Further, a rear longitudinal beam front sealing plate and a rear longitudinal beam rear sealing plate are arranged at the rear part of the left rear longitudinal beam cavity; the lower edge and two side edges of the rear longitudinal beam front sealing plate are connected with the rear section of the rear longitudinal beam reinforcing piece, the left rear longitudinal beam and the rear cross beam through spot welding; the lower edge and the two side edges of the rear longitudinal beam rear sealing plate are connected with the left rear longitudinal beam and the rear cross beam through spot welding.

Furthermore, a cross beam connecting plate is arranged at the lap joint of the front section of the rear longitudinal beam reinforcing part and the rear section of the rear longitudinal beam reinforcing part, and the cross beam connecting plate is used as a front mounting point of the rear auxiliary frame connecting part.

Furthermore, a nut pipe reinforcing plate is arranged at the lap joint position of the front section of the rear longitudinal beam reinforcing part and the rear section of the rear longitudinal beam reinforcing part in the left rear longitudinal beam cavity.

Furthermore, the rear floor panel is fixed on the rear floor framework in a screwing and welding mode.
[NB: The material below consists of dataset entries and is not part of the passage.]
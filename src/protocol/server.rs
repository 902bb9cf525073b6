//! Cross-server orchestration: presence exchange, SNIP rounds, and
//! OT-assisted sums, each a suspension point per `spec.md` §5. Server 1
//! drives every peer exchange (`original_source/server.cpp`'s `var_op`
//! `server_num == 1` branch sends first); Server 0 responds.
//!
//! These are thin `async` wrappers around the pure combinators in
//! `circuit`, `snip`, `ot`, and `triples` — the actual cryptographic work
//! stays testable without a socket, matching the teacher's pattern of
//! keeping protocol logic separate from transport (`helpers::Transport`).

use rand::Rng;
use tokio::io::{AsyncRead, AsyncWrite};

use crate::{
    circuit::Circuit,
    ff::Fp,
    net,
    ot,
    pk::Pk,
    snip::{self, ClientPacket, RootsTable},
};

/// Server 1's half of the presence exchange (`spec.md` §4.3 step 4): sends
/// the map size, then each `pk` in insertion order, collecting Server 0's
/// present/absent reply for each.
pub async fn drive_presence<S: AsyncRead + AsyncWrite + Unpin>(
    peer: &mut S,
    local_pks: &[Pk],
) -> Result<Vec<bool>, net::Error> {
    net::write_u64(peer, local_pks.len() as u64).await?;
    let mut present = Vec::with_capacity(local_pks.len());
    for pk in local_pks {
        net::write_pk(peer, pk).await?;
        present.push(net::read_bool(peer).await?);
    }
    Ok(present)
}

/// Server 0's half of the presence exchange: reads the claimed submission
/// count, then answers present/absent for each `pk` Server 1 sends, in the
/// order Server 1 sent them.
pub async fn respond_presence<S: AsyncRead + AsyncWrite + Unpin>(
    peer: &mut S,
    contains: impl Fn(&Pk) -> bool,
) -> Result<(Vec<Pk>, Vec<bool>), net::Error> {
    let count = net::read_u64(peer).await? as usize;
    let mut order = Vec::with_capacity(count);
    let mut present = Vec::with_capacity(count);
    for _ in 0..count {
        let pk = net::read_pk(peer).await?;
        let is_present = contains(&pk);
        net::write_bool(peer, is_present).await?;
        order.push(pk);
        present.push(is_present);
    }
    Ok((order, present))
}

/// One full SNIP verification round for a single submission
/// (`spec.md` §4.2 steps 3-5): masked `(f, g)` opening, then the Beaver
/// validity-share exchange. Returns whether the multiplication gates'
/// claimed products check out; does not by itself prove the circuit's
/// output wire is zero (see `output_wire_round`).
pub async fn mul_gate_round<S: AsyncRead + AsyncWrite + Unpin>(
    peer: &mut S,
    is_first: bool,
    table: &RootsTable,
    packet: &ClientPacket,
    x: Fp,
) -> Result<bool, net::Error> {
    let f_share = snip::f_share_at_x(table, &packet.wire_shares, x);
    let g_share = snip::g_share_at_x(table, &packet.wire_shares, x);
    let h_share = snip::h_share_at_x(table, &packet.h_points, x);
    let cor_share = snip::mask(f_share, g_share, &packet.triple_share);

    net::write_fp(peer, cor_share.d_share).await?;
    net::write_fp(peer, cor_share.e_share).await?;
    let peer_d = net::read_fp(peer).await?;
    let peer_e = net::read_fp(peer).await?;
    let peer_cor_share = snip::CorShare { d_share: peer_d, e_share: peer_e };
    let cor = snip::open_cor(&cor_share, &peer_cor_share);
    let my_valid = snip::valid_share(&cor, &packet.triple_share, h_share, is_first);

    net::write_fp(peer, my_valid).await?;
    let peer_valid = net::read_fp(peer).await?;
    Ok(snip::output_is_valid(my_valid, peer_valid))
}

/// The output-wire check (`snip::output_wire_is_zero`): exchanges both
/// servers' shares of the circuit's (possibly several) designated output
/// wires, combined under `challenge`, once every multiplication gate's
/// output share has been recovered from the proof's `h_points`. `challenge`
/// must come from `sync_random_challenge`, derived *after* the client's
/// packet is already fixed — reusing a client-predictable value here is the
/// soundness bug `circuit::combine_outputs` documents.
pub async fn output_wire_round<S: AsyncRead + AsyncWrite + Unpin>(
    peer: &mut S,
    circuit: &Circuit,
    table: &RootsTable,
    input_shares: &[Fp],
    packet: &ClientPacket,
    challenge: Fp,
) -> Result<bool, net::Error> {
    let my_share = snip::output_share(circuit, table, input_shares, &packet.h_points, challenge);
    net::write_fp(peer, my_share).await?;
    let peer_share = net::read_fp(peer).await?;
    Ok(snip::output_wire_is_zero(my_share, peer_share))
}

/// Jointly derives a random challenge neither side could have biased,
/// via a commit-reveal coin flip over `sha2::Sha256`: each side commits to
/// a random `Fp` and nonce, both commitments are exchanged, then both
/// reveal, and each side checks the other's reveal matches its earlier
/// commitment before accepting it. The result (`my_value + peer_value`) is
/// unpredictable to either side alone, which is what makes it safe to use
/// as the Beaver-check and output-wire-combination challenge for a circuit
/// the client already committed to in its `ClientPacket`.
pub async fn sync_random_challenge<S: AsyncRead + AsyncWrite + Unpin>(
    peer: &mut S,
    rng: &mut impl Rng,
) -> Result<Fp, net::Error> {
    use sha2::{Digest, Sha256};

    let my_value = Fp::random(rng);
    let mut my_nonce = [0u8; 32];
    rng.fill_bytes(&mut my_nonce);

    let mut hasher = Sha256::new();
    hasher.update(my_value.as_u64().to_be_bytes());
    hasher.update(my_nonce);
    let my_commitment: [u8; 32] = hasher.finalize().into();

    net::write_bytes32(peer, &my_commitment).await?;
    let peer_commitment = net::read_bytes32(peer).await?;

    net::write_fp(peer, my_value).await?;
    net::write_bytes32(peer, &my_nonce).await?;
    let peer_value = net::read_fp(peer).await?;
    let peer_nonce = net::read_bytes32(peer).await?;

    let mut verify = Sha256::new();
    verify.update(peer_value.as_u64().to_be_bytes());
    verify.update(peer_nonce);
    let expected: [u8; 32] = verify.finalize().into();
    if expected != peer_commitment {
        return Err(net::Error::CommitmentMismatch);
    }

    Ok(my_value + peer_value)
}

/// Drives one bit position of a correlated bitsum/intsum OT as the sender
/// (Server 0), over the dedicated OT connection (`spec.md` §4.4,
/// §5 "OT session is a dedicated side connection").
pub async fn ot_sender_round<S: AsyncRead + AsyncWrite + Unpin>(
    peer: &mut S,
    m0: u64,
    m1: u64,
    rng: &mut impl Rng,
) -> Result<(), net::Error> {
    let (state, a_pub) = ot::sender_round1(rng);
    net::write_fp(peer, a_pub).await?;
    let b_pub = net::read_fp(peer).await?;
    let (c0, c1) = ot::sender_round2(&state, b_pub, m0, m1);
    net::write_u64(peer, c0).await?;
    net::write_u64(peer, c1).await?;
    Ok(())
}

/// The receiver (Server 1) side of `ot_sender_round`.
pub async fn ot_receiver_round<S: AsyncRead + AsyncWrite + Unpin>(
    peer: &mut S,
    choice: bool,
    rng: &mut impl Rng,
) -> Result<u64, net::Error> {
    let a_pub = net::read_fp(peer).await?;
    let (state, b_pub) = ot::receiver_round1(choice, a_pub, rng);
    net::write_fp(peer, b_pub).await?;
    let c0 = net::read_u64(peer).await?;
    let c1 = net::read_u64(peer).await?;
    Ok(ot::receiver_round2(&state, a_pub, choice, c0, c1))
}

/// Sums one bit position across every valid submission as the OT sender,
/// returning the sender's running-sum contribution.
pub async fn drive_bit_as_sender<S: AsyncRead + AsyncWrite + Unpin>(
    ot_peer: &mut S,
    x0_bits: &[bool],
    valid: &[bool],
    bit_index: u32,
    rng: &mut impl Rng,
) -> Result<u64, net::Error> {
    let (running, pairs) = ot::bitsum_ot_sender(x0_bits, valid, bit_index, rng);
    for &(m0, m1) in &pairs {
        ot_sender_round(ot_peer, m0, m1, rng).await?;
    }
    Ok(running)
}

/// Sums one bit position across every submission as the OT receiver.
pub async fn drive_bit_as_receiver<S: AsyncRead + AsyncWrite + Unpin>(
    ot_peer: &mut S,
    x1_bits: &[bool],
    rng: &mut impl Rng,
) -> Result<u64, net::Error> {
    let mut received = Vec::with_capacity(x1_bits.len());
    for &choice in x1_bits {
        received.push(ot_receiver_round(ot_peer, choice, rng).await?);
    }
    Ok(ot::bitsum_ot_receiver(&received))
}

/// Full `num_bits`-wide intsum/bitsum over a dedicated OT connection, one
/// bit position at a time (`spec.md` §4.4). The sender's final output is
/// its share of the sum; the caller combines both sides' shares once
/// Server 1 has forwarded its contribution over the main peer socket
/// (`spec.md` §4.3 step 6: "Server 1 sends its OT-receiver output b to
/// Server 0").
pub async fn intsum_as_sender<S: AsyncRead + AsyncWrite + Unpin>(
    ot_peer: &mut S,
    x0: &[u64],
    valid: &[bool],
    num_bits: u32,
    rng: &mut impl Rng,
) -> Result<u64, net::Error> {
    let mut total = 0u64;
    for bit in 0..num_bits {
        let bits: Vec<bool> = x0.iter().map(|v| (v >> bit) & 1 == 1).collect();
        total = total.wrapping_add(drive_bit_as_sender(ot_peer, &bits, valid, bit, rng).await?);
    }
    Ok(total)
}

pub async fn intsum_as_receiver<S: AsyncRead + AsyncWrite + Unpin>(
    ot_peer: &mut S,
    x1: &[u64],
    num_bits: u32,
    rng: &mut impl Rng,
) -> Result<u64, net::Error> {
    let mut total = 0u64;
    for bit in 0..num_bits {
        let bits: Vec<bool> = x1.iter().map(|v| (v >> bit) & 1 == 1).collect();
        total = total.wrapping_add(drive_bit_as_receiver(ot_peer, &bits, rng).await?);
    }
    Ok(total)
}

/// `MAX_OP`/`MIN_OP`: Server 1 sends its combined (summed) threshold array
/// so Server 0 can add its own and scan (`spec.md` §4.3 step 6).
pub async fn send_combined_array<S: AsyncRead + AsyncWrite + Unpin>(
    peer: &mut S,
    array: &[Fp],
) -> Result<(), net::Error> {
    net::write_fp_vec(peer, array).await
}

pub async fn recv_combined_array<S: AsyncRead + AsyncWrite + Unpin>(
    peer: &mut S,
) -> Result<Vec<Fp>, net::Error> {
    net::read_fp_vec(peer).await
}

/// `FREQ_OP`/`COUNTMIN_OP`/`HEAVY_OP`'s combine step: each bucket of the
/// one-hot indicator is algebraically an independent `num_bits=1` bitsum
/// (`heavy` module doc), so this drives `drive_bit_as_sender` once per
/// bucket column with `bit_index` pinned at `0` — every bucket contributes
/// weight `1` to its own count, not a power-of-two weight within one
/// integer, since each bucket is counted separately.
pub async fn drive_bucket_counts_as_sender<S: AsyncRead + AsyncWrite + Unpin>(
    ot_peer: &mut S,
    indicators0: &[Vec<bool>],
    valid: &[bool],
    rng: &mut impl Rng,
) -> Result<Vec<u64>, net::Error> {
    let width = indicators0.first().map_or(0, |v| v.len());
    let mut counts = Vec::with_capacity(width);
    for bucket in 0..width {
        let bits: Vec<bool> = indicators0.iter().map(|v| v[bucket]).collect();
        counts.push(drive_bit_as_sender(ot_peer, &bits, valid, 0, rng).await?);
    }
    Ok(counts)
}

pub async fn drive_bucket_counts_as_receiver<S: AsyncRead + AsyncWrite + Unpin>(
    ot_peer: &mut S,
    indicators1: &[Vec<bool>],
    rng: &mut impl Rng,
) -> Result<Vec<u64>, net::Error> {
    let width = indicators1.first().map_or(0, |v| v.len());
    let mut counts = Vec::with_capacity(width);
    for bucket in 0..width {
        let bits: Vec<bool> = indicators1.iter().map(|v| v[bucket]).collect();
        counts.push(drive_bit_as_receiver(ot_peer, &bits, rng).await?);
    }
    Ok(counts)
}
The invention has the beneficial effects that:

on the basis of meeting the structural requirements of a rear motor and a rear suspension, under the conditions that the Z-direction height difference of a rear longitudinal beam is large, the Y-direction difference is also large and the tire envelope must be met, a middle cross beam and an upper cross beam are additionally arranged at the position where the force transmission path of the rear longitudinal beam changes suddenly, and a reinforcing structure is arranged in a cavity of the rear longitudinal beam, so that the conditions that the force transmission path of the rear longitudinal beam is not smooth and the torque loss is serious are improved, the requirements of fatigue durability and NVH performance are met, and the severe requirement of five-star rear collision is also met.

Drawings

FIG. 1 is a schematic (partial) external view of the present invention;

FIG. 2 is a schematic view of the rear floor framework of the present invention;

FIG. 3 is a schematic view of the cavity of the right rear stringer (or left rear stringer) of the rear floor frame;

fig. 4 is a bottom view of the rear floor frame of the present invention.

In the figures (reference signs refer to technical features):

1-rear floor panel, 2-left rear longitudinal beam, 3-right rear longitudinal beam, 4-rear cross beam, 5-front cross beam, 6-middle cross beam, 7-upper cross beam, 8-rear longitudinal beam reinforcement front section, 9-rear longitudinal beam reinforcement rear section, 10-rear longitudinal beam front sealing plate, 11-rear longitudinal beam rear sealing plate, 12-cross beam connecting plate, 13-nut tube reinforcing plate, 14-damping spring mounting plate and 15-rear auxiliary frame connecting piece.

Detailed Description

The technical scheme of the invention is explained in detail in the following with the accompanying drawings.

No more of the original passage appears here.